When a Burlington County resident dies of overdose, this agency digs into their life
Burlington County has been given a $100,000 grant from the state Department of Health to form an overdose fatality review team as part of its continuing efforts to combat substance use disorder.
Shirla Simpson, Burlington County's Human Services director, said the team will perform confidential reviews of overdose deaths in the county and the circumstances and contributing causes around deaths of those being called "descendants."
The goal is to learn more about the descendant's life and history prior to their death.
"The important part is their attempts at recovery, their treatment and substance abuse, possible behavioral health issues, any criminal history, criminal justice interactions, any medical issues," said Simpson.
The review team will be overseen by the Burlington County Department of Human Services and the county Department of Health but will include representatives from other agencies and organizations such as the county Medical Examiner's Office, Prosecutor's Office, Sheriff's Department and Department of Corrections; New Jersey Treatment Incentive Program, Oaks Integrated Care, Virtua Health, Legacy Treatment Services, Solstice Counseling and Wellness Centers and Beacon of Hope.
Simpson said to have these partners is important because the county needs their input so they can have in-depth conversations about the descendant and their life.
If there is a descendant in their 20s and 30s, Simpson said the team will dive back into their high school years to talk about their history of substance abuse and when possibly their behavioral issues started.
The hope is to look at all the cases of the descendants and come up with ideas and goals for the county, she said. Policy changes may be made going forward. Maybe changes can be made to treatment providers, possibly add some treatments into the system, as well.

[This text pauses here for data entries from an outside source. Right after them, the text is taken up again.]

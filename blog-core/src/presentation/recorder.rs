//! A [`Renderer`] that records every callback instead of painting.
//!
//! Handy for headless sessions and for asserting what a host would have
//! been asked to draw.

use crate::domain::post::{Post, PostId};
use crate::presentation::dialog::Dialog;
use crate::presentation::renderer::Renderer;
use crate::presentation::view::View;

#[derive(Debug, Clone, PartialEq, Eq)]
pub enum RenderEvent {
    View(View),
    List(Vec<PostId>),
    Empty,
    PopulateForm {
        id: PostId,
        title: String,
        description: String,
    },
    ClearForm,
    FillDescription(String),
    OpenDialog(Dialog),
    CloseDialog,
}

#[derive(Debug, Clone, Default)]
pub struct RecordingRenderer {
    events: Vec<RenderEvent>,
}

impl RecordingRenderer {
    pub fn new() -> Self {
        Self::default()
    }

    pub fn events(&self) -> &[RenderEvent] {
        &self.events
    }

    pub fn take_events(&mut self) -> Vec<RenderEvent> {
        std::mem::take(&mut self.events)
    }

    pub fn last(&self) -> Option<&RenderEvent> {
        self.events.last()
    }

    /// Ids of the most recent list render; `Some(vec![])` if the empty state
    /// was rendered last, `None` if nothing was rendered yet.
    pub fn last_list(&self) -> Option<Vec<PostId>> {
        self.events.iter().rev().find_map(|event| match event {
            RenderEvent::List(ids) => Some(ids.clone()),
            RenderEvent::Empty => Some(Vec::new()),
            _ => None,
        })
    }

    /// The dialog currently painted, following open/close callbacks.
    pub fn visible_dialog(&self) -> Option<&Dialog> {
        self.events.iter().rev().find_map(|event| match event {
            RenderEvent::OpenDialog(dialog) => Some(Some(dialog)),
            RenderEvent::CloseDialog => Some(None),
            _ => None,
        })?
    }
}

impl Renderer for RecordingRenderer {
    fn show_view(&mut self, view: View) {
        self.events.push(RenderEvent::View(view));
    }

    fn render_list(&mut self, posts: &[Post]) {
        self.events
            .push(RenderEvent::List(posts.iter().map(Post::id).collect()));
    }

    fn render_empty(&mut self) {
        self.events.push(RenderEvent::Empty);
    }

    fn populate_form(&mut self, post: &Post) {
        self.events.push(RenderEvent::PopulateForm {
            id: post.id(),
            title: post.title().to_string(),
            description: post.description().to_string(),
        });
    }

    fn clear_form(&mut self) {
        self.events.push(RenderEvent::ClearForm);
    }

    fn fill_description(&mut self, description: &str) {
        self.events
            .push(RenderEvent::FillDescription(description.to_string()));
    }

    fn open_dialog(&mut self, dialog: &Dialog) {
        self.events.push(RenderEvent::OpenDialog(dialog.clone()));
    }

    fn close_dialog(&mut self) {
        self.events.push(RenderEvent::CloseDialog);
    }
}
pub mod clock;
//! Line-oriented painter for the board.
//!
//! Keeps the few bits of screen state a browser would keep in the DOM: the
//! form fields, the ids and titles of the rendered cards, and whether the
//! description field is still flashed after a generate.

use std::io::{self, Write};

use blog_core::{Dialog, DialogAction, FormMode, Post, PostId, Renderer, View, post_dates};
use chrono::Local;
use tracing::warn;

const HELP: &str = "\
Commands:
  list                 show the posts tab
  new                  start a new post
  form                 switch to the form tab
  edit <id>            edit a post from the list
  delete <id>          delete a post from the list (asks first)
  title <text>         set the form title
  desc <text>          set the form description
  generate             fill the description with a random one
  submit               save the form
  cancel               leave the form, or cancel the open dialog
  yes | no | ok        answer the open dialog
  esc | outside        dismiss the open dialog
  close                close the open dialog
  dump                 print all posts as JSON
  help                 show this text
  quit                 leave";

#[derive(Debug, Clone, Default, PartialEq, Eq)]
pub(crate) struct FormBuffer {
    pub(crate) title: String,
    pub(crate) description: String,
}

/// A rendered post card, as far as the delete button needs to know it.
#[derive(Debug, Clone, PartialEq, Eq)]
pub(crate) struct Card {
    pub(crate) id: PostId,
    pub(crate) title: String,
}

#[derive(Debug)]
pub(crate) struct TerminalRenderer<W: Write> {
    out: W,
    timestamp_format: String,
    view: View,
    form: FormBuffer,
    cards: Vec<Card>,
    highlighted: bool,
}

impl<W: Write> TerminalRenderer<W> {
    pub(crate) fn new(out: W, timestamp_format: impl Into<String>) -> Self {
        Self {
            out,
            timestamp_format: timestamp_format.into(),
            view: View::default(),
            form: FormBuffer::default(),
            cards: Vec::new(),
            highlighted: false,
        }
    }

    pub(crate) fn form(&self) -> &FormBuffer {
        &self.form
    }

    pub(crate) fn cards(&self) -> &[Card] {
        &self.cards
    }

    pub(crate) fn is_highlighted(&self) -> bool {
        self.highlighted
    }

    pub(crate) fn set_title(&mut self, title: String) {
        self.form.title = title;
        self.print_form_fields();
    }

    pub(crate) fn set_description(&mut self, description: String) {
        self.form.description = description;
        self.highlighted = false;
        self.print_form_fields();
    }

    pub(crate) fn clear_highlight(&mut self) {
        if !self.highlighted {
            return;
        }
        self.highlighted = false;
        if self.view.is_form() {
            self.print_form_fields();
        }
    }

    pub(crate) fn notice(&mut self, message: &str) {
        self.emit(format_args!("! {message}\n"));
    }

    pub(crate) fn print_help(&mut self) {
        self.emit(format_args!("{HELP}\n"));
    }

    pub(crate) fn print_raw(&mut self, text: &str) {
        self.emit(format_args!("{text}\n"));
    }

    pub(crate) fn prompt(&mut self) {
        self.emit(format_args!("> "));
        self.flush();
    }

    #[cfg(test)]
    pub(crate) fn into_inner(self) -> W {
        self.out
    }

    fn print_form_fields(&mut self) {
        let marker = if self.highlighted { " *" } else { "" };
        let text = format!(
            "  Title: {}\n  Description{marker}: {}\n",
            self.form.title, self.form.description
        );
        self.emit(format_args!("{text}"));
    }

    fn emit(&mut self, args: std::fmt::Arguments<'_>) {
        if let Err(err) = self.out.write_fmt(args) {
            warn!(error = %err, "failed to write to terminal");
        }
    }

    fn flush(&mut self) {
        if let Err(err) = self.out.flush() {
            warn!(error = %err, "failed to flush terminal");
        }
    }
}

impl TerminalRenderer<io::Stdout> {
    pub(crate) fn stdout(timestamp_format: impl Into<String>) -> Self {
        Self::new(io::stdout(), timestamp_format)
    }
}

impl<W: Write> Renderer for TerminalRenderer<W> {
    fn show_view(&mut self, view: View) {
        self.view = view;
        let (posts_tab, form_tab) = if view.is_form() {
            ("  Posts  ", "[ Form ]")
        } else {
            ("[ Posts ]", "  Form  ")
        };
        self.emit(format_args!("\n{posts_tab} {form_tab}\n"));

        match view {
            View::List => {}
            View::Form(FormMode::Create) => {
                self.emit(format_args!("New post\n"));
                self.print_form_fields();
            }
            View::Form(FormMode::Edit(id)) => {
                self.emit(format_args!("Edit post #{id}\n"));
                self.print_form_fields();
            }
        }
    }

    fn render_list(&mut self, posts: &[Post]) {
        self.cards = posts
            .iter()
            .map(|post| Card {
                id: post.id(),
                title: post.title().to_string(),
            })
            .collect();

        let mut text = String::new();
        for post in posts {
            text.push_str(&format!("#{} {}\n", post.id(), post.title()));
            if !post.description().is_empty() {
                text.push_str(&format!("    {}\n", post.description()));
            }
            text.push_str(&format!(
                "    {}\n",
                post_dates(post, &Local, &self.timestamp_format)
            ));
        }
        self.emit(format_args!("{text}"));
    }

    fn render_empty(&mut self) {
        self.cards.clear();
        self.emit(format_args!("No posts yet. Type `new` to write one.\n"));
    }

    fn populate_form(&mut self, post: &Post) {
        self.form = FormBuffer {
            title: post.title().to_string(),
            description: post.description().to_string(),
        };
        self.highlighted = false;
        if self.view.is_form() {
            self.print_form_fields();
        }
    }

    fn clear_form(&mut self) {
        self.form = FormBuffer::default();
        self.highlighted = false;
    }

    fn fill_description(&mut self, description: &str) {
        self.form.description = description.to_string();
        self.highlighted = true;
        self.print_form_fields();
    }

    fn open_dialog(&mut self, dialog: &Dialog) {
        let (Some(mode), Some(title), Some(message)) =
            (dialog.mode(), dialog.title(), dialog.message())
        else {
            return;
        };

        let keys = dialog
            .actions()
            .iter()
            .map(|action| match action {
                DialogAction::Cancel => format!("[no] {}", action.label()),
                DialogAction::Confirm => format!("[yes] {}", action.label()),
                DialogAction::Acknowledge => format!("[ok] {}", action.label()),
            })
            .collect::<Vec<_>>()
            .join("  ");

        let text = format!(
            "+-- {} ({}) --\n| {message}\n| {keys}\n+--\n",
            title,
            mode.as_str()
        );
        self.emit(format_args!("{text}"));
    }

    fn close_dialog(&mut self) {
        self.emit(format_args!("(dialog closed)\n"));
    }
}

It's really to look at the gaps in the system and the changes that need to be made in the county so there can be a decrease in usage of opioids and a decrease in the number of overdose deaths, said Simpson.

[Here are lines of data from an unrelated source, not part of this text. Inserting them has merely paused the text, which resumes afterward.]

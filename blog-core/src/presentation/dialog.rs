//! The single modal of the board.
//!
//! A dialog is a tagged variant: the action set and the bound confirm action
//! are derived from the variant, so replacing the dialog replaces them too.

use tracing::debug;

use crate::domain::post::PostId;

#[derive(Debug, Clone, Copy, PartialEq, Eq)]
pub enum DialogMode {
    Confirm,
    Success,
    Error,
}

impl DialogMode {
    pub fn as_str(&self) -> &'static str {
        match self {
            DialogMode::Confirm => "confirm",
            DialogMode::Success => "success",
            DialogMode::Error => "error",
        }
    }
}

#[derive(Debug, Clone, Copy, PartialEq, Eq)]
pub enum DialogAction {
    Cancel,
    Confirm,
    Acknowledge,
}

impl DialogAction {
    pub fn label(&self) -> &'static str {
        match self {
            DialogAction::Cancel => "Cancel",
            DialogAction::Confirm => "Delete",
            DialogAction::Acknowledge => "OK",
        }
    }
}

/// Ways of closing a dialog without pressing one of its buttons.
#[derive(Debug, Clone, Copy, PartialEq, Eq)]
pub enum Dismissal {
    EscapeKey,
    OverlayClick,
}

/// Work carried by a confirm dialog and run only when it is confirmed.
#[derive(Debug, Clone, PartialEq, Eq)]
pub enum BoundAction {
    DeletePost { id: PostId, title: String },
}

const CONFIRM_ACTIONS: [DialogAction; 2] = [DialogAction::Cancel, DialogAction::Confirm];
const NOTICE_ACTIONS: [DialogAction; 1] = [DialogAction::Acknowledge];

#[derive(Debug, Clone, Default, PartialEq, Eq)]
pub enum Dialog {
    #[default]
    Closed,
    Confirm {
        title: String,
        message: String,
        on_confirm: BoundAction,
    },
    Success {
        title: String,
        message: String,
    },
    Error {
        title: String,
        message: String,
    },
}

impl Dialog {
    pub fn confirm(
        title: impl Into<String>,
        message: impl Into<String>,
        on_confirm: BoundAction,
    ) -> Self {
        Dialog::Confirm {
            title: title.into(),
            message: message.into(),
            on_confirm,
        }
    }

    pub fn success(title: impl Into<String>, message: impl Into<String>) -> Self {
        Dialog::Success {
            title: title.into(),
            message: message.into(),
        }
    }

    pub fn error(title: impl Into<String>, message: impl Into<String>) -> Self {
        Dialog::Error {
            title: title.into(),
            message: message.into(),
        }
    }

    pub fn is_open(&self) -> bool {
        !matches!(self, Dialog::Closed)
    }

    pub fn mode(&self) -> Option<DialogMode> {
        match self {
            Dialog::Closed => None,
            Dialog::Confirm { .. } => Some(DialogMode::Confirm),
            Dialog::Success { .. } => Some(DialogMode::Success),
            Dialog::Error { .. } => Some(DialogMode::Error),
        }
    }

    pub fn title(&self) -> Option<&str> {
        match self {
            Dialog::Closed => None,
            Dialog::Confirm { title, .. }
            | Dialog::Success { title, .. }
            | Dialog::Error { title, .. } => Some(title),
        }
    }

    pub fn message(&self) -> Option<&str> {
        match self {
            Dialog::Closed => None,
            Dialog::Confirm { message, .. }
            | Dialog::Success { message, .. }
            | Dialog::Error { message, .. } => Some(message),
        }
    }

    pub fn actions(&self) -> &'static [DialogAction] {
        match self {
            Dialog::Closed => &[],
            Dialog::Confirm { .. } => &CONFIRM_ACTIONS,
            Dialog::Success { .. } | Dialog::Error { .. } => &NOTICE_ACTIONS,
        }
    }

    /// The negative action, run by escape and overlay clicks.
    pub fn default_action(&self) -> Option<DialogAction> {
        match self {
            Dialog::Closed => None,
            Dialog::Confirm { .. } => Some(DialogAction::Cancel),
            Dialog::Success { .. } | Dialog::Error { .. } => Some(DialogAction::Acknowledge),
        }
    }
}

/// What invoking a dialog action led to.
#[derive(Debug, Clone, PartialEq, Eq)]
pub enum Invocation {
    /// The action is not offered by the current dialog; nothing changed.
    Ignored,
    /// The dialog closed without side effects.
    Closed,
    /// The dialog closed and handed back its bound action for the caller to run.
    Confirmed(BoundAction),
}

#[derive(Debug, Default)]
pub struct DialogController {
    current: Dialog,
}

impl DialogController {
    pub fn new() -> Self {
        Self::default()
    }

    pub fn current(&self) -> &Dialog {
        &self.current
    }

    pub fn is_open(&self) -> bool {
        self.current.is_open()
    }

    /// Shows `dialog`, replacing whatever was open. Last request wins.
    pub fn open(&mut self, dialog: Dialog) -> &Dialog {
        if let Some(previous) = self.current.mode() {
            debug!(replaced = previous.as_str(), "dialog replaced");
        }
        self.current = dialog;
        &self.current
    }

    pub fn close(&mut self) {
        self.current = Dialog::Closed;
    }

    pub fn invoke(&mut self, action: DialogAction) -> Invocation {
        if !self.current.actions().contains(&action) {
            debug!(?action, "dialog action not offered, ignoring");
            return Invocation::Ignored;
        }

        match (action, std::mem::take(&mut self.current)) {
            (DialogAction::Confirm, Dialog::Confirm { on_confirm, .. }) => {
                Invocation::Confirmed(on_confirm)
            }
            _ => Invocation::Closed,
        }
    }

    /// Escape and overlay clicks go through [`invoke`](Self::invoke) with the
    /// dialog's default action, exactly like pressing that button.
    pub fn dismiss(&mut self, how: Dismissal) -> Invocation {
        match self.current.default_action() {
            Some(action) => {
                debug!(?how, ?action, "dialog dismissed");
                self.invoke(action)
            }
            None => Invocation::Ignored,
        }
    }
}

#[cfg(test)]
mod tests {
    use super::*;

    fn delete_confirm(id: PostId) -> Dialog {
        Dialog::confirm(
            "Delete post",
            "Are you sure?",
            BoundAction::DeletePost {
                id,
                title: "Title".to_string(),
            },
        )
    }

    #[test]
    fn starts_closed_without_actions() {
        let controller = DialogController::new();

        assert!(!controller.is_open());
        assert!(controller.current().actions().is_empty());
        assert_eq!(controller.current().mode(), None);
    }

    #[test]
    fn confirm_offers_cancel_and_confirm() {
        let mut controller = DialogController::new();
        controller.open(delete_confirm(1));

        assert_eq!(controller.current().mode(), Some(DialogMode::Confirm));
        assert_eq!(
            controller.current().actions(),
            &[DialogAction::Cancel, DialogAction::Confirm]
        );
    }

    #[test]
    fn notices_offer_only_acknowledge() {
        let mut controller = DialogController::new();

        controller.open(Dialog::success("Done", "ok"));
        assert_eq!(controller.current().actions(), &[DialogAction::Acknowledge]);

        controller.open(Dialog::error("Oops", "bad"));
        assert_eq!(controller.current().actions(), &[DialogAction::Acknowledge]);
    }

    #[test]
    fn cancel_closes_without_bound_action() {
        let mut controller = DialogController::new();
        controller.open(delete_confirm(1));

        assert_eq!(controller.invoke(DialogAction::Cancel), Invocation::Closed);
        assert!(!controller.is_open());
    }

    #[test]
    fn confirm_hands_back_bound_action_and_closes() {
        let mut controller = DialogController::new();
        controller.open(delete_confirm(5));

        let invocation = controller.invoke(DialogAction::Confirm);
        assert_eq!(
            invocation,
            Invocation::Confirmed(BoundAction::DeletePost {
                id: 5,
                title: "Title".to_string()
            })
        );
        assert!(!controller.is_open());
    }

    #[test]
    fn escape_and_overlay_match_cancel_on_confirm() {
        for how in [Dismissal::EscapeKey, Dismissal::OverlayClick] {
            let mut controller = DialogController::new();
            controller.open(delete_confirm(1));

            assert_eq!(controller.dismiss(how), Invocation::Closed);
            assert!(!controller.is_open());
        }
    }

    #[test]
    fn escape_acknowledges_notices() {
        let mut controller = DialogController::new();
        controller.open(Dialog::error("Oops", "bad"));

        assert_eq!(controller.dismiss(Dismissal::EscapeKey), Invocation::Closed);
        assert!(!controller.is_open());
    }

    #[test]
    fn dismiss_while_closed_is_ignored() {
        let mut controller = DialogController::new();

        assert_eq!(controller.dismiss(Dismissal::OverlayClick), Invocation::Ignored);
    }

    #[test]
    fn stale_confirm_never_fires_after_replacement() {
        let mut controller = DialogController::new();
        controller.open(delete_confirm(1));
        controller.open(Dialog::success("Saved", "ok"));

        assert_eq!(controller.invoke(DialogAction::Confirm), Invocation::Ignored);
        assert_eq!(controller.current().mode(), Some(DialogMode::Success));
    }

    #[test]
    fn replacing_confirm_binds_only_the_latest_action() {
        let mut controller = DialogController::new();
        controller.open(delete_confirm(1));
        controller.open(delete_confirm(2));

        match controller.invoke(DialogAction::Confirm) {
            Invocation::Confirmed(BoundAction::DeletePost { id, .. }) => assert_eq!(id, 2),
            other => panic!("expected confirmed delete, got {other:?}"),
        }
    }

    #[test]
    fn close_drops_bound_action() {
        let mut controller = DialogController::new();
        controller.open(delete_confirm(1));
        controller.close();

        assert_eq!(controller.invoke(DialogAction::Confirm), Invocation::Ignored);
        assert_eq!(controller.current(), &Dialog::Closed);
    }
}
use tracing::debug;

use crate::data::post_repository::{NewPost, PostPatch, PostRepository};
use crate::domain::error::DomainError;
use crate::domain::post::{Post, PostId};
use crate::infrastructure::clock::{Clock, SystemClock};

const FIRST_POST_ID: PostId = 1;

/// Vec-backed repository. Vector order is insertion order; ids come from a
/// counter that only moves forward, so a deleted id is never handed out again.
#[derive(Debug, Clone)]
pub struct InMemoryPostRepository<C: Clock = SystemClock> {
    posts: Vec<Post>,
    next_id: PostId,
    clock: C,
}

impl InMemoryPostRepository {
    pub fn new() -> Self {
        Self::with_clock(SystemClock)
    }
}

impl Default for InMemoryPostRepository {
    fn default() -> Self {
        Self::new()
    }
}

impl<C: Clock> InMemoryPostRepository<C> {
    pub fn with_clock(clock: C) -> Self {
        Self {
            posts: Vec::new(),
            next_id: FIRST_POST_ID,
            clock,
        }
    }

    fn position(&self, id: PostId) -> Option<usize> {
        self.posts.iter().position(|post| post.id() == id)
    }
}

impl<C: Clock> PostRepository for InMemoryPostRepository<C> {
    fn create_post(&mut self, input: NewPost) -> Result<&Post, DomainError> {
        let id = self.next_id;
        let post = Post::new(id, input.title, input.description, self.clock.now())?;
        self.next_id += 1;

        self.posts.push(post);
        debug!(post_id = id, total = self.posts.len(), "post stored");

        let index = self.posts.len() - 1;
        Ok(&self.posts[index])
    }

    fn get_post(&self, id: PostId) -> Option<&Post> {
        self.posts.iter().find(|post| post.id() == id)
    }

    fn update_post(&mut self, id: PostId, patch: PostPatch) -> Result<Option<&Post>, DomainError> {
        let now = self.clock.now();
        let Some(index) = self.position(id) else {
            return Ok(None);
        };

        let post = &mut self.posts[index];
        post.revise(&patch.title, &patch.description, now)?;
        Ok(Some(&*post))
    }

    fn delete_post(&mut self, id: PostId) -> bool {
        match self.position(id) {
            Some(index) => {
                self.posts.remove(index);
                true
            }
            None => false,
        }
    }

    fn list_posts(&self) -> &[Post] {
        &self.posts
    }
}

There were 149 suspected overdose deaths in 2020 in Burlington County, she said. That's down from 164 in 2019. Simpson said the county has made some big attempts to slow the number of overdose deaths with other new services offered.
There is the Hope One vehicle, which is a partnership between the county departments of Health and Human Services and the Sheriff's Office. The Hope One vehicle goes out into the communities and helps link residents with recovery specialists from Merryville Treatment Center. There are also peer specialists on board. They help train residents in the communities on how to administer Narcan or naloxone, which is designed to rapidly reverse an opioid overdose.

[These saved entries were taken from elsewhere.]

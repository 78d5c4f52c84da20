use std::fmt::Write;
use std::time::Duration;

use anyhow::{Context, Result, anyhow};
use blog_core::DEFAULT_TIMESTAMP_FORMAT;
use chrono::Local;
use chrono::format::{Item, StrftimeItems};

const DEFAULT_LOG_LEVEL: &str = "warn";
const DEFAULT_HIGHLIGHT_MS: u64 = 300;

#[derive(Debug, Clone, PartialEq, Eq)]
pub(crate) struct Settings {
    /// Resolved filter: `--log-level`, then `LOG_LEVEL`, then `RUST_LOG`, then `warn`.
    pub(crate) log_level: String,
    pub(crate) timestamp_format: String,
    pub(crate) seed_demo: bool,
    pub(crate) highlight: Duration,
}

impl Settings {
    pub(crate) fn from_env() -> Result<Self> {
        Self::from_lookup(|key| std::env::var(key).ok())
    }

    pub(crate) fn from_lookup(lookup: impl Fn(&str) -> Option<String>) -> Result<Self> {
        let log_level = lookup("LOG_LEVEL")
            .or_else(|| lookup("RUST_LOG"))
            .unwrap_or_else(|| DEFAULT_LOG_LEVEL.to_string());
        let timestamp_format = lookup("BLOG_TIMESTAMP_FORMAT")
            .unwrap_or_else(|| DEFAULT_TIMESTAMP_FORMAT.to_string());
        validate_timestamp_format(&timestamp_format)
            .context("BLOG_TIMESTAMP_FORMAT is not a valid strftime pattern")?;
        let seed_demo = parse_bool(&lookup, "BLOG_SEED_DEMO", false)?;
        let highlight_ms = parse_u64(&lookup, "BLOG_HIGHLIGHT_MS", DEFAULT_HIGHLIGHT_MS)?;

        Ok(Self {
            log_level,
            timestamp_format,
            seed_demo,
            highlight: Duration::from_millis(highlight_ms),
        })
    }

    /// Applies command-line flags on top of the environment.
    pub(crate) fn with_overrides(
        mut self,
        log_level: Option<String>,
        timestamp_format: Option<String>,
        seed_demo: bool,
    ) -> Result<Self> {
        if let Some(level) = log_level {
            self.log_level = level;
        }
        if let Some(pattern) = timestamp_format {
            validate_timestamp_format(&pattern)
                .context("--timestamp-format is not a valid strftime pattern")?;
            self.timestamp_format = pattern;
        }
        self.seed_demo |= seed_demo;
        Ok(self)
    }
}

fn validate_timestamp_format(pattern: &str) -> Result<()> {
    if pattern.trim().is_empty() {
        return Err(anyhow!("pattern must not be empty"));
    }
    if StrftimeItems::new(pattern).any(|item| matches!(item, Item::Error)) {
        return Err(anyhow!("unsupported specifier in `{pattern}`"));
    }

    // Parse-only specifiers pass the item check but fail when formatting.
    let mut sample = String::new();
    write!(sample, "{}", Local::now().format_with_items(StrftimeItems::new(pattern)))
        .map_err(|_| anyhow!("`{pattern}` cannot be used to format a date"))?;
    Ok(())
}

fn parse_bool(lookup: &impl Fn(&str) -> Option<String>, key: &str, default: bool) -> Result<bool> {
    let Some(raw) = lookup(key) else {
        return Ok(default);
    };

    match raw.trim().to_ascii_lowercase().as_str() {
        "1" | "true" | "yes" | "on" => Ok(true),
        "0" | "false" | "no" | "off" => Ok(false),
        other => Err(anyhow!("{key} must be a boolean, got `{other}`")),
    }
}

fn parse_u64(lookup: &impl Fn(&str) -> Option<String>, key: &str, default: u64) -> Result<u64> {
    let value = lookup(key)
        .unwrap_or_else(|| default.to_string())
        .trim()
        .parse::<u64>()
        .with_context(|| format!("Failed to parse {key}, expecting positive integer"))?;

    if value == 0 {
        return Err(anyhow!("{key} must be > 0"));
    }
    Ok(value)
}
use thiserror::Error;

#[derive(Debug, Clone, PartialEq, Eq, Error)]
pub enum DomainError {
    #[error("validation failed for '{field}': {message}")]
    Validation {
        field: &'static str,
        message: &'static str,
    },

    #[error("resource not found: {0}")]
    NotFound(String),
}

The Hope One vehicle is driven by two sheriff's officers who help the staff. The vehicle is parked in certain places within the county and rotated through the county every Tuesday. Anyone can walk up to the vehicle, ask for help. They will be linked to substance abuse treatment including in-patient treatment right there on the spot.
The Burlington County Prosecutor's Office also runs Operation Helping Hand and Straight to Treatment programs, which both work with local police departments to help people struggling with addiction, enter treatment.
Simpson said the county also launched last year, The Recovery Center, within the county human services building. That is a one-stop location for individuals to obtain peer support. Meetings can be held there for Narcotics Anonymous and Alcoholics Anonymous too.
She hopes by finding out the stories behind a descendant's overdose death, the county can engage with families so they can get their support as part of the review team's understanding how their losses can help others.